La chaîne Frank sans C est aujourd’hui en tête des audiences horlogères francophones. Frank sans C

Après des décennies d’écriture pour la presse écrite, le journaliste Frank Declerck a franchi le pas il y a quatre ans, en septembre 2020, en lançant sa chaîne Frank sans C aux 272 000 abonnés et 239 vidéos. « “Vintage is the new cool”, dit-on. C’est sans doute mon côté “papy youtubeur” qui plaît », s’amuse-t-il. Son sens de l’autodérision aussi, qui est pour beaucoup dans le succès de ses vidéos durant pour la plupart plus d’une demi-heure. « Quand j’ai refait mon site MyWatchSite, j’ai suivi le conseil d’un youtubeur, et investi tout le budget publicitaire dans le lancement de ma chaîne. Il existait une dizaine de concurrents, mais nous sommes devenus leaders en quatre mois ! », précise celui qui emploie quatre personnes pour mettre en boîte ses émissions. Celles-ci ont déjà comptabilisé 17,4 millions de vues pour 1,9 million d’heures regardées, certaines tutoyant le million de spectateurs… « La première année, les marques n’y croyaient pas, puis cela a fait boule de neige. Désormais, je reçois même les patrons des grandes marques. Sylvain Dolla, président de Hamilton, est venu accompagné de son ambassadeur star, Tony Parker. Et l’horlogerie marche tellement bien que l’on m’invite pour en parler sur d’autres chaînes thématiques. Sans YouTube, je n’aurais pas pu créer le prix de la Montre de l’année, la plateforme donne toute sa résonance à l’événement. » Après avoir inventé un JTH (journal télévisé horloger), Frank sans C a édité des montres en série limitée en collaboration avec des manufactures telles Herbelin et Vigilo), au cadran frappé de la mention « Made in Frank ». Et à suivre l’an prochain, une collection de bracelets avec Maison Fèvre.

Clément Entretemps, en entretien avec François-Henry Bennahmias.

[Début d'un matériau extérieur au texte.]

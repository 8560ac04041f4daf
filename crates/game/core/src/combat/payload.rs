//! Ephemeral attack request/result values.
//!
//! An [`AttackPayload`] freezes everything the resolver needs at the
//! strike instant. For projectiles that matters: the numbers are locked
//! at launch, not at impact. The [`AttackReport`] is the only channel
//! observers learn a combat outcome through; nothing polls health.

use crate::faction::ClanId;
use crate::stats::StatSnapshot;
use crate::world::AgentId;

use super::weapon::{AttackKind, WeaponConfig};

/// Outcome class of one attack attempt.
#[derive(Clone, Copy, Debug, Default, PartialEq, Eq, strum::Display)]
pub enum AttackResult {
    /// Nothing happened (target already down).
    #[default]
    None,
    Hit,
    Miss,
    CriticalHit,
    /// The hit dropped the target.
    TargetDown,
}

/// Result of one attack attempt, produced by the resolver and discarded
/// after observers have seen it.
#[derive(Clone, Copy, Debug, PartialEq, Eq)]
pub struct AttackReport {
    pub result: AttackResult,
    pub damage_dealt: i32,
    pub instigator: AgentId,
}

impl AttackReport {
    pub fn none(instigator: AgentId) -> Self {
        Self {
            result: AttackResult::None,
            damage_dealt: 0,
            instigator,
        }
    }
}

/// Frozen attack numbers for one strike, computed once per attempt.
#[derive(Clone, Copy, Debug, PartialEq, Eq)]
pub struct AttackPayload {
    pub instigator: AgentId,
    /// The instigator's clan at the strike instant; the friendly-fire
    /// check uses this even if the instigator dies before a projectile
    /// lands.
    pub instigator_clan: ClanId,
    pub kind: AttackKind,
    /// The instigator's attack-kind stat, used for mitigation.
    pub attack_points: i32,
    /// Raw damage before mitigation: `attack stat × weapon weight`.
    pub damage: i32,
    /// Attack-kind stat + swiftness; the melee to-hit term.
    pub hit_precision: i32,
    /// Critical strike rating.
    pub crit_strike: i32,
}

impl AttackPayload {
    /// Composes a payload from the instigator's snapshot and weapon.
    pub fn compose(
        instigator: AgentId,
        instigator_clan: ClanId,
        snapshot: &StatSnapshot,
        weapon: &WeaponConfig,
    ) -> Self {
        let kind = weapon.attack_kind();
        let attack_points = match kind {
            AttackKind::Melee => snapshot.strength,
            AttackKind::Ranged => snapshot.range,
        };
        Self {
            instigator,
            instigator_clan,
            kind,
            attack_points,
            damage: (attack_points as f32 * weapon.weight).round() as i32,
            hit_precision: attack_points + snapshot.swiftness,
            crit_strike: snapshot.crit_strike,
        }
    }
}
//! File loaders for balance data.

mod progression;
mod tuning;
mod weapons;

pub use progression::ProgressionLoader;
pub use tuning::TuningLoader;
pub use weapons::{WeaponCatalog, WeaponLoader};

use std::path::Path;

/// Result alias shared by all loaders.
pub type LoadResult<T> = anyhow::Result<T>;

/// Reads a content file into memory with a path-carrying error.
pub fn read_file(path: &Path) -> LoadResult<String> {
    std::fs::read_to_string(path)
        .map_err(|e| anyhow::anyhow!("failed to read {}: {}", path.display(), e))
}
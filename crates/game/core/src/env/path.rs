//! Path-planning oracle.
//!
//! Navigation is an external service as far as the core is concerned: the
//! [`Mover`](crate::movement::Mover) asks for a path and walks it, nothing
//! more. A failed plan means "cannot move", never an error.

use glam::Vec3;

/// An ordered list of points leading to a destination.
///
/// The first point is the next corner to walk toward, the last one is the
/// destination itself.
#[derive(Clone, Debug, PartialEq)]
pub struct PlannedPath {
    points: Vec<Vec3>,
}

impl PlannedPath {
    /// Builds a path from waypoints. Returns `None` for an empty list.
    pub fn new(points: Vec<Vec3>) -> Option<Self> {
        if points.is_empty() {
            return None;
        }
        Some(Self { points })
    }

    pub fn points(&self) -> &[Vec3] {
        &self.points
    }

    pub fn destination(&self) -> Vec3 {
        // new() rejects empty point lists
        *self.points.last().expect("planned path is never empty")
    }

    /// Walking distance from `from` through all remaining corners,
    /// starting at `next_index`.
    pub fn remaining_distance(&self, from: Vec3, next_index: usize) -> f32 {
        let mut total = 0.0;
        let mut cursor = from;
        for p in &self.points[next_index.min(self.points.len())..] {
            total += cursor.distance(*p);
            cursor = *p;
        }
        total
    }
}

/// Read-only path-planning service consumed by the movement actor.
pub trait PathOracle: Send + Sync {
    /// Plan a path between two points. `None` means the destination is
    /// unreachable and the move request should be treated as a no-op.
    fn plan(&self, from: Vec3, to: Vec3) -> Option<PlannedPath>;
}

#[cfg(test)]
mod tests {
    use super::*;

    #[test]
    fn empty_path_is_rejected() {
        assert!(PlannedPath::new(Vec::new()).is_none());
    }

    #[test]
    fn remaining_distance_sums_corners() {
        let path = PlannedPath::new(vec![
            Vec3::new(1.0, 0.0, 0.0),
            Vec3::new(1.0, 0.0, 2.0),
        ])
        .unwrap();
        let d = path.remaining_distance(Vec3::ZERO, 0);
        assert!((d - 3.0).abs() < 1e-5);
    }

    #[test]
    fn remaining_distance_skips_passed_corners() {
        let path = PlannedPath::new(vec![
            Vec3::new(1.0, 0.0, 0.0),
            Vec3::new(1.0, 0.0, 2.0),
        ])
        .unwrap();
        let d = path.remaining_distance(Vec3::new(1.0, 0.0, 1.0), 1);
        assert!((d - 1.0).abs() < 1e-5);
    }
}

Clément Entretemps

Clément Entretemps (109 000 abonnés, 592 vidéos) vient quant à lui d’ouvrir son propre showroom horloger à Paris, à la fois une extension de sa chaîne et un lieu de tournage. « Certaines marques nous disaient chercher à être plus visibles à Paris. Avec mon associé, nous avons commencé à les distribuer », rappelle ce passionné et entrepreneur né, qui réfléchit même à lancer sa propre marque de montres haut de gamme. Car même avec une chaîne à succès, et le reversement de 55 % des revenus publicitaires par YouTube, difficile de gagner sa vie juste en produisant et diffusant ce type de vidéos. « YouTube est la meilleure des plateformes pour les vidéos longues. Les miennes durent en général entre 10 et 45 minutes, analyse-t-il. Je ne viens pas du sérail et c’est justement pour en apprendre davantage sur l’horlogerie que j’ai ouvert ma chaîne. Je fais des sujets qui me plaisent. Et ce qui me plaît le plus, c’est d’expliquer à un grand public qui n’est pas du tout spécialiste ! IL faut donc des angles accessibles et fédérateurs. Ma première vidéo, en septembre 2019, était consacrée à l’histoire de Rolex. Je suis aussi d’abord passé par les montres de stars. Désormais, je vais mettre l’accent sur les visites de manufactures ! » Ou comment faire entrer les internautes dans les coulisses du temps…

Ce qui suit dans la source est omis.